(Assignment):
Using the string "stats" as the key, pull each matching line out of the records below.

Items listed in a dataset:
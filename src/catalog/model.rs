//! Catalog data model and snapshot generation.

use chrono::{SecondsFormat, Utc};
use serde::{Deserialize, Serialize};
use serde_yaml::Value;
use std::collections::BTreeMap;

use crate::catalog::CATALOG_VERSION;

pub const STATUS_ACTIVE: &str = "active";
pub const STATUS_DEPRECATED: &str = "deprecated";

/// Risk levels always present in the statistics block, even at zero.
const RISK_LEVELS: &[&str] = &["low", "medium", "high", "critical"];

/// One catalog entry per workflow file.
///
/// Everything except the manual fields is recomputed on every run. The four
/// manual fields (`owner`, `risk_level`, `classification`, `maintenance`) are
/// operator-owned and only ever copied from the prior catalog; `extra`
/// round-trips keys this tool does not know about, so a deprecated entry is
/// carried forward exactly as the operator last saw it.
#[derive(Debug, Clone, PartialEq, Serialize, Deserialize)]
pub struct WorkflowDescriptor {
    pub id: String,
    #[serde(default)]
    pub name: String,
    #[serde(default)]
    pub domain: String,
    #[serde(default)]
    pub description: String,
    #[serde(default)]
    pub version: String,
    #[serde(default = "default_status")]
    pub status: String,
    #[serde(default)]
    pub file_path: String,
    #[serde(default)]
    pub endpoints: Vec<String>,
    #[serde(default)]
    pub dependencies: Vec<String>,
    #[serde(default)]
    pub tags: Vec<String>,
    #[serde(default)]
    pub schema_validation: SchemaValidation,
    #[serde(default)]
    pub observability: Observability,
    #[serde(default, skip_serializing_if = "Option::is_none")]
    pub owner: Option<Value>,
    #[serde(default, skip_serializing_if = "Option::is_none")]
    pub risk_level: Option<Value>,
    #[serde(default, skip_serializing_if = "Option::is_none")]
    pub classification: Option<Value>,
    #[serde(default, skip_serializing_if = "Option::is_none")]
    pub maintenance: Option<Value>,
    #[serde(flatten)]
    pub extra: BTreeMap<String, Value>,
}

impl WorkflowDescriptor {
    /// Copy the manual fields from a prior catalog entry onto this one.
    /// Absent prior values leave the fresh (empty) values in place.
    pub fn adopt_manual_fields(&mut self, prior: &WorkflowDescriptor) {
        if prior.owner.is_some() {
            self.owner = prior.owner.clone();
        }
        if prior.risk_level.is_some() {
            self.risk_level = prior.risk_level.clone();
        }
        if prior.classification.is_some() {
            self.classification = prior.classification.clone();
        }
        if prior.maintenance.is_some() {
            self.maintenance = prior.maintenance.clone();
        }
    }

    fn risk_level_str(&self) -> Option<&str> {
        self.risk_level.as_ref().and_then(Value::as_str)
    }
}

fn default_status() -> String {
    STATUS_ACTIVE.to_string()
}

#[derive(Debug, Clone, PartialEq, Serialize, Deserialize)]
pub struct SchemaValidation {
    pub required: bool,
    pub schema_type: String,
}

impl Default for SchemaValidation {
    fn default() -> Self {
        Self {
            required: true,
            schema_type: "event".to_string(),
        }
    }
}

#[derive(Debug, Clone, PartialEq, Serialize, Deserialize)]
pub struct Observability {
    pub metrics_enabled: bool,
    pub logging_enabled: bool,
}

impl Default for Observability {
    fn default() -> Self {
        Self {
            metrics_enabled: true,
            logging_enabled: true,
        }
    }
}

#[derive(Debug, Clone, Default, PartialEq, Serialize, Deserialize)]
pub struct Statistics {
    #[serde(default)]
    pub by_domain: BTreeMap<String, u64>,
    #[serde(default)]
    pub by_status: BTreeMap<String, u64>,
    #[serde(default)]
    pub by_risk_level: BTreeMap<String, u64>,
}

impl Statistics {
    pub fn for_workflows(workflows: &[WorkflowDescriptor]) -> Self {
        let mut stats = Self::default();
        for level in RISK_LEVELS {
            stats.by_risk_level.insert(level.to_string(), 0);
        }
        for workflow in workflows {
            *stats.by_domain.entry(workflow.domain.clone()).or_insert(0) += 1;
            *stats.by_status.entry(workflow.status.clone()).or_insert(0) += 1;
            if let Some(level) = workflow.risk_level_str() {
                *stats.by_risk_level.entry(level.to_string()).or_insert(0) += 1;
            }
        }
        stats
    }
}

#[derive(Debug, Clone, PartialEq, Serialize, Deserialize)]
pub struct Catalog {
    pub version: String,
    pub generated_at: String,
    pub total_workflows: usize,
    #[serde(default)]
    pub workflows: Vec<WorkflowDescriptor>,
    #[serde(default)]
    pub statistics: Statistics,
}

/// On-disk shape: the catalog sits under a single top-level `catalog:` key.
#[derive(Debug, Clone, PartialEq, Serialize, Deserialize)]
pub struct CatalogFile {
    pub catalog: Catalog,
}

/// Wrap a descriptor sequence into a catalog snapshot. Pure aggregation
/// apart from reading the clock.
pub fn generate_catalog(workflows: Vec<WorkflowDescriptor>) -> Catalog {
    let statistics = Statistics::for_workflows(&workflows);
    Catalog {
        version: CATALOG_VERSION.to_string(),
        generated_at: Utc::now().to_rfc3339_opts(SecondsFormat::Secs, true),
        total_workflows: workflows.len(),
        workflows,
        statistics,
    }
}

(Final answer):
        let mut stats = Self::default();
            stats.by_risk_level.insert(level.to_string(), 0);
            *stats.by_domain.entry(workflow.domain.clone()).or_insert(0) += 1;
            *stats.by_status.entry(workflow.status.clone()).or_insert(0) += 1;
                *stats.by_risk_level.entry(level.to_string()).or_insert(0) += 1;
        stats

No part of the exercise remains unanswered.